(Recorded information Opens)

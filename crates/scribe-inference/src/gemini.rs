//! Gemini inference gateway implementation.
//!
//! Talks to the Google Generative Language API over HTTPS. Every generation
//! operation enforces the prompt token budget before any network traffic and
//! runs the remote call through [`RetryPolicy`], so callers see either a
//! final value or a final error.

use std::time::{Duration, Instant};

use async_trait::async_trait;
use chrono::Utc;
use reqwest::Client;
use serde::{Deserialize, Serialize};
use tracing::{debug, instrument, warn};

use scribe_core::{
    defaults, estimate_tokens, validate_token_limit, AiGateway, AiResponse, Error, Result,
    RetryPolicy, TokenUsage,
};

/// Environment variable holding the Gemini API key.
pub const ENV_API_KEY: &str = "GEMINI_API_KEY";

/// Optional environment override for the API base URL.
pub const ENV_BASE_URL: &str = "GEMINI_BASE_URL";

/// Optional environment override for the generation model.
pub const ENV_MODEL: &str = "GEMINI_MODEL";

/// Instruction prepended to note content for summary generation.
/// The model answers in the language the note is written in.
const SUMMARY_INSTRUCTION: &str = "Summarize the following note as 3 to 6 concise \
bullet points. Write the summary in the same language as the note.";

/// Instruction prepended to note content for tag generation.
const TAGS_INSTRUCTION: &str = "Suggest at most 6 short tags for the following note. \
Reply with only the tags, separated by commas, in the same language as the note.";

/// Minimal prompt used by the liveness probe.
const HEALTH_PROMPT: &str = "Hello";

/// Configuration for [`GeminiClient`].
///
/// Everything except the API key has a sensible default; tests shrink the
/// retry timings to keep wire-level failure scenarios fast.
#[derive(Debug, Clone)]
pub struct GeminiConfig {
    pub api_key: String,
    pub base_url: String,
    pub model: String,
    pub max_attempts: u32,
    pub attempt_timeout_secs: u64,
    pub backoff_base_ms: u64,
}

impl GeminiConfig {
    /// Config with default endpoint, model, and retry schedule.
    pub fn new(api_key: impl Into<String>) -> Self {
        Self {
            api_key: api_key.into(),
            base_url: defaults::GEMINI_BASE_URL.to_string(),
            model: defaults::GEMINI_MODEL.to_string(),
            max_attempts: defaults::AI_MAX_ATTEMPTS,
            attempt_timeout_secs: defaults::AI_ATTEMPT_TIMEOUT_SECS,
            backoff_base_ms: defaults::AI_BACKOFF_BASE_MS,
        }
    }

    /// Read configuration from `GEMINI_API_KEY` and the optional
    /// `GEMINI_BASE_URL` / `GEMINI_MODEL` overrides.
    pub fn from_env() -> Result<Self> {
        let api_key = std::env::var(ENV_API_KEY)
            .ok()
            .filter(|key| !key.trim().is_empty())
            .ok_or_else(|| {
                Error::Config("GEMINI_API_KEY is not set in environment variables".to_string())
            })?;

        let mut config = Self::new(api_key);
        if let Ok(base_url) = std::env::var(ENV_BASE_URL) {
            config.base_url = base_url;
        }
        if let Ok(model) = std::env::var(ENV_MODEL) {
            config.model = model;
        }
        Ok(config)
    }
}

/// Gemini text generation gateway.
///
/// Constructed once at composition time and shared behind
/// `Arc<dyn AiGateway>`; the inner `reqwest::Client` pools connections and
/// is safe for concurrent use.
#[derive(Debug)]
pub struct GeminiClient {
    client: Client,
    config: GeminiConfig,
    retry: RetryPolicy,
}

impl GeminiClient {
    /// Create a client from explicit configuration.
    pub fn new(config: GeminiConfig) -> Result<Self> {
        if config.api_key.trim().is_empty() {
            return Err(Error::Config(
                "GEMINI_API_KEY is not set in environment variables".to_string(),
            ));
        }

        let client = Client::builder()
            .build()
            .map_err(|e| Error::Internal(format!("Failed to create HTTP client: {}", e)))?;

        let retry = RetryPolicy {
            max_attempts: config.max_attempts,
            attempt_timeout: Duration::from_secs(config.attempt_timeout_secs),
            backoff_base: Duration::from_millis(config.backoff_base_ms),
        };

        Ok(Self {
            client,
            config,
            retry,
        })
    }

    /// Create a client from environment variables.
    pub fn from_env() -> Result<Self> {
        Self::new(GeminiConfig::from_env()?)
    }

    /// The model this client generates with.
    pub fn model(&self) -> &str {
        &self.config.model
    }

    /// One raw generateContent call, without retry.
    async fn generate_internal(
        &self,
        prompt: &str,
        max_output_tokens: u32,
        temperature: f64,
    ) -> Result<String> {
        let start = Instant::now();

        let request = GenerateContentRequest {
            contents: vec![Content {
                parts: vec![Part {
                    text: prompt.to_string(),
                }],
            }],
            generation_config: GenerationConfig {
                max_output_tokens,
                temperature,
            },
        };

        let url = format!(
            "{}/v1beta/models/{}:generateContent",
            self.config.base_url, self.config.model
        );
        let response = self
            .client
            .post(&url)
            .query(&[("key", self.config.api_key.as_str())])
            .json(&request)
            .send()
            .await
            .map_err(|e| Error::Inference(format!("Request failed: {}", e)))?;

        if !response.status().is_success() {
            let status = response.status();
            let body = response.text().await.unwrap_or_default();
            return Err(Error::Inference(format!(
                "Gemini returned {}: {}",
                status, body
            )));
        }

        let result: GenerateContentResponse = response
            .json()
            .await
            .map_err(|e| Error::Serialization(format!("Failed to parse response: {}", e)))?;

        let text = result
            .into_text()
            .ok_or_else(|| Error::Inference("Gemini response contained no text".to_string()))?;

        let elapsed = start.elapsed().as_millis();
        debug!(
            response_len = text.len(),
            duration_ms = elapsed as u64,
            "Generation complete"
        );
        if elapsed > defaults::SLOW_CALL_THRESHOLD_MS {
            warn!(
                duration_ms = elapsed as u64,
                prompt_len = prompt.len(),
                slow = true,
                "Slow generation call"
            );
        }
        Ok(text)
    }

    /// Shared path for all generation operations: token budget check, then
    /// the retried remote call, then usage accounting.
    async fn generate_with_retry(
        &self,
        operation: &str,
        prompt: &str,
        max_output_tokens: u32,
        temperature: f64,
    ) -> Result<AiResponse<String>> {
        validate_token_limit(prompt, defaults::MAX_PROMPT_TOKENS)?;

        let text = self
            .retry
            .execute(operation, || {
                self.generate_internal(prompt, max_output_tokens, temperature)
            })
            .await?;

        let usage = TokenUsage::of(estimate_tokens(prompt), estimate_tokens(&text));
        debug!(
            op = operation,
            prompt_tokens = usage.prompt_tokens,
            response_tokens = usage.response_tokens,
            "Usage estimated"
        );

        Ok(AiResponse {
            data: text,
            usage,
            model: self.config.model.clone(),
            timestamp: Utc::now(),
        })
    }
}

#[async_trait]
impl AiGateway for GeminiClient {
    #[instrument(skip(self, prompt), fields(subsystem = "inference", component = "gemini", op = "generate_text", model = %self.config.model, prompt_len = prompt.len()))]
    async fn generate_text(&self, prompt: &str) -> Result<AiResponse<String>> {
        self.generate_with_retry(
            "generateText",
            prompt,
            defaults::TEXT_MAX_OUTPUT_TOKENS,
            defaults::TEXT_TEMPERATURE,
        )
        .await
    }

    #[instrument(skip(self, note_content), fields(subsystem = "inference", component = "gemini", op = "generate_summary", model = %self.config.model, content_len = note_content.len()))]
    async fn generate_summary(&self, note_content: &str) -> Result<AiResponse<String>> {
        let prompt = format!("{}\n\n{}", SUMMARY_INSTRUCTION, note_content);
        self.generate_with_retry(
            "generateSummary",
            &prompt,
            defaults::SUMMARY_MAX_OUTPUT_TOKENS,
            defaults::SUMMARY_TEMPERATURE,
        )
        .await
    }

    #[instrument(skip(self, note_content), fields(subsystem = "inference", component = "gemini", op = "generate_tags", model = %self.config.model, content_len = note_content.len()))]
    async fn generate_tags(&self, note_content: &str) -> Result<AiResponse<Vec<String>>> {
        let prompt = format!("{}\n\n{}", TAGS_INSTRUCTION, note_content);
        let response = self
            .generate_with_retry(
                "generateTags",
                &prompt,
                defaults::TAGS_MAX_OUTPUT_TOKENS,
                defaults::TAGS_TEMPERATURE,
            )
            .await?;

        let tags = parse_tags(&response.data);
        debug!(tag_count = tags.len(), "Tags parsed");
        Ok(AiResponse {
            data: tags,
            usage: response.usage,
            model: response.model,
            timestamp: response.timestamp,
        })
    }

    #[instrument(skip(self), fields(subsystem = "inference", component = "gemini", op = "health_check", model = %self.config.model))]
    async fn health_check(&self) -> bool {
        match self
            .generate_with_retry(
                "healthCheck",
                HEALTH_PROMPT,
                defaults::HEALTH_MAX_OUTPUT_TOKENS,
                defaults::HEALTH_TEMPERATURE,
            )
            .await
        {
            Ok(response) => !response.data.trim().is_empty(),
            Err(e) => {
                warn!(error = %e, "Gemini health check failed");
                false
            }
        }
    }
}

/// Split a comma-separated model response into at most six clean tags.
///
/// Empty pieces are dropped and order is preserved; a blank response yields
/// an empty list rather than an error.
pub(crate) fn parse_tags(raw: &str) -> Vec<String> {
    raw.split(',')
        .map(str::trim)
        .filter(|tag| !tag.is_empty())
        .take(defaults::MAX_TAGS)
        .map(str::to_string)
        .collect()
}

#[derive(Serialize)]
struct GenerateContentRequest {
    contents: Vec<Content>,
    #[serde(rename = "generationConfig")]
    generation_config: GenerationConfig,
}

#[derive(Serialize, Deserialize)]
struct Content {
    parts: Vec<Part>,
}

#[derive(Serialize, Deserialize)]
struct Part {
    text: String,
}

#[derive(Serialize)]
#[serde(rename_all = "camelCase")]
struct GenerationConfig {
    max_output_tokens: u32,
    temperature: f64,
}

/// Response from the `generateContent` endpoint. Only the first candidate's
/// first part is consumed.
#[derive(Deserialize)]
struct GenerateContentResponse {
    #[serde(default)]
    candidates: Vec<Candidate>,
}

#[derive(Deserialize)]
struct Candidate {
    content: Content,
}

impl GenerateContentResponse {
    fn into_text(self) -> Option<String> {
        self.candidates
            .into_iter()
            .next()?
            .content
            .parts
            .into_iter()
            .next()
            .map(|part| part.text)
    }
}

(Recorded information Closes)

▶ _Your task_
Only the lines from the first line of the records through the line with "a final error." should be reproduced, exactly and with nothing added.

▶ _Task answer_
filename crates/scribe-inference/src/gemini.rs
//! Gemini inference gateway implementation.
//!
//! Talks to the Google Generative Language API over HTTPS. Every generation
//! operation enforces the prompt token budget before any network traffic and
//! runs the remote call through [`RetryPolicy`], so callers see either a
//! final value or a final error.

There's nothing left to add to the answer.